On podiobooks.com, you will find several authors whose for-pay works have gotten their start by giving it away. The Solar Clipper series, by Nathan Lowell, is currently ranked on Amazon with the likes of R. A. Heinlein. Scott Sigler parlayed his free audiobook into a contract with Crown books (A division of Random House) J. C. Hutchins' wildly successful audio-book podcast was recently optioned by Warner Brothers. In addition, he's also got a deal with Discovery to help promote the second season of The Colony, as well as a book published by St. Martin's Press. Cory Doctorow, who gives away all his books online for free, does a booming business on his dead-tree format books. Jonathan Coulton calls the Internet his "Money pooping cow", which he feeds music, and out comes money.

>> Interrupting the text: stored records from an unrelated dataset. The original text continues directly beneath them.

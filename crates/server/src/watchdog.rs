//! Periodic sweep over durable state: injects timer events for stale
//! sessions, refreshes budget windows, purges expired dedup marks, probes
//! CRM health and raises the backlog alarm. Also runs once at startup to
//! resolve sessions a previous process left mid-booking.

use std::sync::atomic::{AtomicBool, Ordering};
use std::sync::Arc;
use std::time::Duration as StdDuration;

use chrono::{DateTime, Utc};
use tokio::sync::watch;
use tracing::{debug, info, warn};

use bookline_agent::ConversationRuntime;
use bookline_core::budget::BudgetGuard;
use bookline_core::collab::{outbound_reply, CrmClient};
use bookline_core::domain::message::{Channel, Priority};
use bookline_core::domain::session::{ConversationState, SessionKey};
use bookline_core::errors::ApplicationError;
use bookline_core::fsm::{self, TimerKind};
use bookline_db::repositories::{
    DedupRepository, FallbackRepository, OutboundRepository, SessionRepository,
};

#[derive(Clone, Debug)]
pub struct WatchdogSettings {
    pub interval: StdDuration,
    pub admin_chat_id: String,
}

pub struct Watchdog {
    runtime: Arc<ConversationRuntime>,
    sessions: Arc<dyn SessionRepository>,
    outbound: Arc<dyn OutboundRepository>,
    fallback: Arc<dyn FallbackRepository>,
    dedup: Arc<dyn DedupRepository>,
    budget: Arc<BudgetGuard>,
    crm: Arc<dyn CrmClient>,
    settings: WatchdogSettings,
    budget_alerted: AtomicBool,
}

impl Watchdog {
    #[allow(clippy::too_many_arguments)]
    pub fn new(
        runtime: Arc<ConversationRuntime>,
        sessions: Arc<dyn SessionRepository>,
        outbound: Arc<dyn OutboundRepository>,
        fallback: Arc<dyn FallbackRepository>,
        dedup: Arc<dyn DedupRepository>,
        budget: Arc<BudgetGuard>,
        crm: Arc<dyn CrmClient>,
        settings: WatchdogSettings,
    ) -> Self {
        Self {
            runtime,
            sessions,
            outbound,
            fallback,
            dedup,
            budget,
            crm,
            settings,
            budget_alerted: AtomicBool::new(false),
        }
    }

    /// Startup recovery: any session that was mid-booking when the previous
    /// process died gets its state timeout immediately. The engine queues
    /// the fallback entry, tells the client an administrator will confirm
    /// and replays whatever the client sent in the meantime.
    pub async fn recover_interrupted(&self, now: DateTime<Utc>) -> Result<u32, ApplicationError> {
        let mut recovered = 0;
        for session in self.sessions.active_sessions().await? {
            if session.state != ConversationState::BookingInProgress {
                continue;
            }
            warn!(
                event_name = "booking_recovered",
                session = %session.key,
                correlation_id = %session.trace_id,
                "resolving booking interrupted by restart"
            );
            self.runtime.handle_timer(&session.key, TimerKind::StateTimeout, now).await?;
            recovered += 1;
        }
        if recovered > 0 {
            info!(
                event_name = "recovery_sweep_done",
                recovered,
                "startup recovery resolved interrupted bookings"
            );
        }
        Ok(recovered)
    }

    pub async fn run(&self, mut shutdown: watch::Receiver<bool>) {
        info!(event_name = "watchdog_started", "timeout watchdog started");
        loop {
            tokio::select! {
                _ = tokio::time::sleep(self.settings.interval) => {
                    if let Err(error) = self.sweep(Utc::now()).await {
                        warn!(
                            event_name = "watchdog_sweep_failed",
                            error = %error,
                            "watchdog sweep failed, will retry next interval"
                        );
                    }
                }
                _ = shutdown.changed() => {
                    info!(event_name = "watchdog_stopped", "timeout watchdog stopping");
                    return;
                }
            }
        }
    }

    pub async fn sweep(&self, now: DateTime<Utc>) -> Result<(), ApplicationError> {
        self.probe_crm(now).await;
        // Window-scoped limits recover on rollover here; the daily cost
        // cap is a hard cap cleared only by an explicit admin reset.
        self.budget.refresh(now);

        let shut_down = self.budget.is_shut_down();
        if shut_down && !self.budget_alerted.swap(true, Ordering::AcqRel) {
            self.alert_admin(
                "Model budget breached; conversations run on keyword fallback until reset.",
                now,
            )
            .await;
        }
        if !shut_down {
            self.budget_alerted.store(false, Ordering::Release);
        }

        let purged = self.dedup.purge_expired(now).await?;
        if purged > 0 {
            debug!(event_name = "dedup_purged", purged, "removed expired dedup marks");
        }

        self.fire_session_timers(now).await?;
        self.check_backlog(now).await?;
        Ok(())
    }

    async fn probe_crm(&self, now: DateTime<Utc>) {
        let was_healthy = self.runtime.health().crm();
        let healthy = self.crm.health_check().await.is_ok();
        self.runtime.health().set_crm(healthy);
        if !healthy {
            warn!(event_name = "crm_probe_failed", "CRM health probe failed");
            if was_healthy {
                self.alert_admin("CRM is unreachable; bookings now queue for manual handling.", now)
                    .await;
            }
        }
    }

    /// Best-effort: an alert that cannot be queued only loses the alert.
    async fn alert_admin(&self, text: &str, now: DateTime<Utc>) {
        let alert = outbound_reply(
            Channel::Telegram,
            self.settings.admin_chat_id.clone(),
            text,
            Priority::Alert,
            format!("watchdog-{}", now.timestamp()),
        );
        if let Err(error) = self.outbound.enqueue(&alert).await {
            warn!(event_name = "admin_alert_failed", error = %error, "could not queue admin alert");
        }
    }

    async fn fire_session_timers(&self, now: DateTime<Utc>) -> Result<(), ApplicationError> {
        for session in self.sessions.active_sessions().await? {
            let elapsed = session.time_in_state(now);
            if let Some(limit) = fsm::state_timeout(session.state) {
                if elapsed >= limit {
                    self.fire(&session.key, TimerKind::StateTimeout, now).await;
                    continue;
                }
            }
            if session.state == ConversationState::ConfirmBooking
                && !session.confirm_nudge_sent
                && elapsed >= fsm::confirm_nudge_after()
            {
                self.fire(&session.key, TimerKind::ConfirmNudge, now).await;
            }
        }

        for session in self.sessions.expired_sessions(now).await? {
            self.fire(&session.key, TimerKind::StateTimeout, now).await;
        }
        Ok(())
    }

    /// One session's failure must not starve the rest of the sweep.
    async fn fire(&self, key: &SessionKey, kind: TimerKind, now: DateTime<Utc>) {
        if let Err(error) = self.runtime.handle_timer(key, kind, now).await {
            warn!(
                event_name = "timer_delivery_failed",
                session = %key,
                kind = ?kind,
                error = %error,
                "could not deliver timer event"
            );
        }
    }

    async fn check_backlog(&self, now: DateTime<Utc>) -> Result<(), ApplicationError> {
        let dead_letters = self.outbound.dead_letter_depth().await?;
        let fallback_depth = self.fallback.pending_depth().await?;
        if self.runtime.note_backlog(dead_letters, fallback_depth) {
            self.alert_admin(
                &format!(
                    "Backlog alert: {dead_letters} dead-lettered messages, \
                     {fallback_depth} unresolved fallback requests."
                ),
                now,
            )
            .await;
            warn!(
                event_name = "backlog_alert",
                dead_letters,
                fallback_depth,
                "queue backlog crossed its alert threshold"
            );
        }
        Ok(())
    }
}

Maybe you've never heard of any of those people. Maybe some more mainstream Examples would help? Radiohead released their 2007 album "In Rainbows" on the web only, and asked only that downloaders pay "whatever they want". Nine inch Nails Released "Ghosts I-IV" online, offering the first 9 tracks for free, in DRM-free MP3s. They sold out of their $300 limited edition package. Not "mainstream", but certainly more likely to be known in these circles, J, Neil Schulman's "Alongside Night" outsells all his other works on Amazon... And he gives that one away free online.

Content producers have found ways to still do what they love, and make a living doing it, even considering the Internet's destruction of the notion that you can control what other people do with their copies of your works. Whether or not you think IP is a viable concept for a Libertarian society, you have to acknowledge that it's an unenforceable and unnecessary one in the Internet age.